En las últimas décadas, a la par de la globalización y financiarización de los movimientos de capitales en las ciudades, se ha ido desarrollando un urbanismo flexible comandado por un proceso de negociación entre la autoridad territorial, los inversionistas y los agentes de desarrollo urbano. Hay un aprovechamiento de las ventajas que ofrecen los centros urbanos que cuentan con infraestructuras de calidad por parte de grandes negocios especulativos que elevan el precio del suelo y la vivienda, al punto que solo las clases más afluentes pueden ocupar los barrios con equipamiento y áreas consolidadas de las ciudades. A su vez, como hemos mencionado, esto les permite exportar –en especial hacia áreas segregadas– las externalidades negativas, tanto ambientales y funcionales, como sociales (Sabatini, 1997). De este modo, la degradación ambiental en los territorios de localización de las clases trabajadores se va intensificando junto con la expansión urbana no planificada.
Un ejemplo muy elocuente es la gestión de los residuos sólidos urbanos, que tiende a ser centrífuga respecto de la localización de los rellenos sanitarios. Aun cuando el mayor volumen de residuos se genera entre los grupos más afluentes que habitan áreas de centralidad urbana, la disposición final de la ciudad produce impactos ambientales y efectos sobre la salud de aquellos habitantes que viven en las proximidades del vertedero, donde se sitúan viviendas populares, pues allí los terrenos son más baratos porque la degradación ambiental es de por sí preexistente y la capacidad de influir políticamente para transformar las circunstancias es menor.
Los conflictos ambientales urbanos dan lugar al descontento y provocan la consiguiente movilización de grupos de ciudadanos que no aceptan una distribución de externalidades basada exclusivamente en la lógica de la renta urbana. Hechos como la oposición a la instalación de nuevos rellenos sanitarios, las demandas por la expansión de los servicios de agua potable e infraestructura, las manifestaciones en defensa de humedales y sitios de valor ecológico y la resistencia al peligro tóxico derivado de la convivencia de asentamientos con áreas de riesgo tecnológico son evidencias palpables del impacto que tiene la urbanización capitalista sobre la emergencia y multiplicación de conflictos ambientales.

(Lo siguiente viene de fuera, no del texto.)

impl BrewTreeModel {
    /// Creates an empty browser of `kind`.
    pub fn new(kind: TreeItemKind) -> Arc<Self> {
        Self::with_diagnostics(kind, default_diagnostics())
    }

    /// Creates an empty browser reporting misuse to `diagnostics`.
    pub fn with_diagnostics(kind: TreeItemKind, diagnostics: Arc<dyn Diagnostics>) -> Arc<Self> {
        Self::from_config(kind, &ViewConfig::default(), diagnostics)
    }

    /// Creates an empty browser printing dates with the configured format.
    pub fn from_config(
        kind: TreeItemKind,
        config: &ViewConfig,
        diagnostics: Arc<dyn Diagnostics>,
    ) -> Arc<Self> {
        Arc::new(Self {
            kind,
            tree: RwLock::new(BrowserTree::with_diagnostics(kind, diagnostics)),
            observers: Mutex::new(Vec::new()),
            signals: ModelSignals::new(),
            date_format: config.date_format.clone(),
        })
    }

    /// Dates become text for display; everything else passes through.
    ///
    /// A format chrono cannot apply falls back to ISO 8601.
    fn display_value(&self, value: ItemData) -> ItemData {
        let mut text = String::new();
        let (written, iso) = match value {
            ItemData::Date(date) => (
                write!(text, "{}", date.format(&self.date_format)),
                date.to_string(),
            ),
            ItemData::DateTime(at) => (
                write!(text, "{}", at.format(&self.date_format)),
                at.to_string(),
            ),
            other => return other,
        };
        ItemData::from(if written.is_ok() { text } else { iso })
    }

    /// The kind of record this browser lists.
    pub fn kind(&self) -> TreeItemKind {
        self.kind
    }

    /// Runs `f` with read access to the underlying tree.
    pub fn with_tree<F, R>(&self, f: F) -> R
    where
        F: FnOnce(&BrowserTree) -> R,
    {
        f(&self.tree.read())
    }

    /// The node an index refers to; the root for an invalid index.
    ///
    /// Returns `None` if the index refers to a node that no longer exists.
    pub fn node_for(&self, index: &ModelIndex) -> Option<NodeId> {
        let tree = self.tree.read();
        Self::resolve(&tree, index)
    }

    fn resolve(tree: &BrowserTree, index: &ModelIndex) -> Option<NodeId> {
        if !index.is_valid() {
            return Some(tree.root());
        }
        let id = NodeId::from(KeyData::from_ffi(index.internal_id()));
        tree.contains(id).then_some(id)
    }

    /// The index of a node at `column`; invalid for the root or a stale id.
    pub fn index_for(&self, id: NodeId, column: usize) -> ModelIndex {
        let tree = self.tree.read();
        Self::build_index(&tree, id, column)
    }

    fn build_index(tree: &BrowserTree, id: NodeId, column: usize) -> ModelIndex {
        let Some(parent) = tree.parent(id) else {
            return ModelIndex::invalid();
        };
        let Some(row) = tree.child_number(id) else {
            return ModelIndex::invalid();
        };
        let parent_index = Self::build_index(tree, parent, 0);
        ModelIndex::with_internal_id(row, column, parent_index, id.data().as_ffi())
    }

    /// A copy of the payload at `index`.
    pub fn item(&self, index: &ModelIndex) -> Option<TreeItem> {
        let tree = self.tree.read();
        let id = Self::resolve(&tree, index)?;
        tree.item(id).cloned()
    }

    /// Inserts `count` placeholder rows of this browser's kind under `parent`.
    ///
    /// Returns `false` without emitting anything if `row` is negative or
    /// past the end, `count` is zero, or `parent` is stale.
    pub fn insert_rows(&self, row: isize, count: usize, parent: &ModelIndex) -> bool {
        let (parent_id, first, last) = {
            let tree = self.tree.read();
            let Some(parent_id) = Self::resolve(&tree, parent) else {
                return false;
            };
            let Ok(first) = usize::try_from(row) else {
                return false;
            };
            if count == 0 || first > tree.child_count(parent_id) {
                return false;
            }
            let Some(last) = first.checked_add(count - 1) else {
                return false;
            };
            (parent_id, first, last)
        };

        self.signals
            .emit_rows_inserted(parent.clone(), first, last, || {
                self.tree
                    .write()
                    .insert_children(parent_id, row, count, self.kind)
            })
    }

    /// Removes `count` rows starting at `row` under `parent`, with their subtrees.
    ///
    /// Observers of removed nodes are disconnected.
    pub fn remove_rows(&self, row: isize, count: usize, parent: &ModelIndex) -> bool {
        let (first, end, removed) = {
            let tree = self.tree.read();
            let Some(parent_id) = Self::resolve(&tree, parent) else {
                return false;
            };
            let Ok(first) = usize::try_from(row) else {
                return false;
            };
            let Some(end) = first.checked_add(count) else {
                return false;
            };
            if count == 0 || end > tree.child_count(parent_id) {
                return false;
            }
            let removed: Vec<NodeId> = tree.children(parent_id)[first..end]
                .iter()
                .flat_map(|&c| tree.descendants(c))
                .collect();
            (first, end, removed)
        };

        self.drop_observers(|node| removed.contains(&node));

        self.signals
            .emit_rows_removed(parent.clone(), first, end - 1, || {
                let mut tree = self.tree.write();
                let parent_id = Self::resolve(&tree, parent);
                parent_id.is_some_and(|p| tree.remove_children(p, row, count))
            })
    }

    /// Appends a row under `parent` carrying `item`.
    ///
    /// Returns the new node, or `None` if `parent` is stale.
    pub fn append_item(&self, parent: &ModelIndex, item: TreeItem) -> Option<NodeId> {
        let (parent_id, row) = {
            let tree = self.tree.read();
            let parent_id = Self::resolve(&tree, parent)?;
            (parent_id, tree.child_count(parent_id))
        };
        let position = isize::try_from(row).ok()?;

        self.signals.emit_rows_inserted(parent.clone(), row, row, || {
            let mut tree = self.tree.write();
            if !tree.insert_children(parent_id, position, 1, item.kind()) {
                return None;
            }
            let node = tree.child(parent_id, row)?;
            tree.set_item(node, item);
            Some(node)
        })
    }

    /// Replaces the payload at `index` and re-renders the row.
    pub fn set_item(&self, index: &ModelIndex, item: TreeItem) -> bool {
        let Some(id) = self.node_for(index).filter(|_| index.is_valid()) else {
            return false;
        };
        self.drop_observers(|node| node == id);
        if !self.tree.write().set_item(id, item) {
            return false;
        }
        self.emit_node_changed(id);
        true
    }

    /// Searches the whole browser for a node equal to `item`.
    pub fn find_item(&self, item: &TreeItem) -> ModelIndex {
        let tree = self.tree.read();
        tree.descendants(tree.root())
            .into_iter()
            .skip(1)
            .find(|&id| tree.item(id).is_some_and(|i| i == item))
            .map(|id| Self::build_index(&tree, id, 0))
            .unwrap_or_else(ModelIndex::invalid)
    }

    /// Re-renders `id` whenever its record changes.
    ///
    /// Returns `false` for a stale id or a placeholder.
    pub fn observe(self: &Arc<Self>, id: NodeId) -> bool {
        let Some(item) = self.tree.read().item(id).cloned() else {
            return false;
        };
        let Some(signal) = item.changed() else {
            return false;
        };

        let weak: Weak<Self> = Arc::downgrade(self);
        let connection = signal.connect(move |change| {
            if let Some(model) = weak.upgrade() {
                tracing::trace!(
                    target: targets::TREE,
                    property = change.property,
                    "record changed"
                );
                model.emit_node_changed(id);
            }
        });

        self.drop_observers(|node| node == id);
        self.observers.lock().push(Observer {
            node: id,
            item,
            connection,
        });
        true
    }

    /// Stops observing `id`.
    pub fn unobserve(&self, id: NodeId) {
        self.drop_observers(|node| node == id);
    }

    /// Number of observed nodes.
    pub fn observed_count(&self) -> usize {
        self.observers.lock().len()
    }

    fn drop_observers(&self, mut pred: impl FnMut(NodeId) -> bool) {
        let dropped = {
            let mut observers = self.observers.lock();
            let (dropped, kept): (Vec<Observer>, Vec<Observer>) =
                observers.drain(..).partition(|o| pred(o.node));
            *observers = kept;
            dropped
        };
        for observer in dropped {
            observer.disconnect();
        }
    }

    fn emit_node_changed(&self, id: NodeId) {
        let (left, right) = {
            let tree = self.tree.read();
            let last = tree.column_count(id).saturating_sub(1);
            let left = Self::build_index(&tree, id, 0);
            let right = left.sibling_at_column(last);
            (left, right)
        };
        self.signals
            .emit_data_changed(left, right, vec![ItemRole::Display]);
    }
}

[2] El crecimiento de los flujos de energía y materiales en la economía y la salida de residuos es lo que los economistas ecológicos denominan “metabolismo social”. Se trata del conjunto de procesos por medio de los cuales los seres humanos organizados en sociedad, independientemente de su situación en el espacio (formación social) y en el tiempo (momento histórico), se apropian, circulan, transforman, consumen y excretan materia y/o energía proveniente del mundo natural (Toledo y otros, 2009: 343).
[3] Los comunes [commons] refieren a un ámbito del entorno socionatural que rebasa la posesión individual, es indispensable para la subsistencia y la seguridad de las personas y cuya administración, consecuentemente, requiere que se tomen en cuenta criterios de interdependencia.
[4] La nominación ambiental se establece cuando en la dinámica contenciosa los actores utilizan argumentos ambientales, aun si estos no son los prevalecientes.
[5] La huella ecológica es la superficie de tierra y la cantidad de agua que se precisan para satisfacer diferentes necesidades sociales y para reciclar el CO2 emitido por las actividades antropogénicas.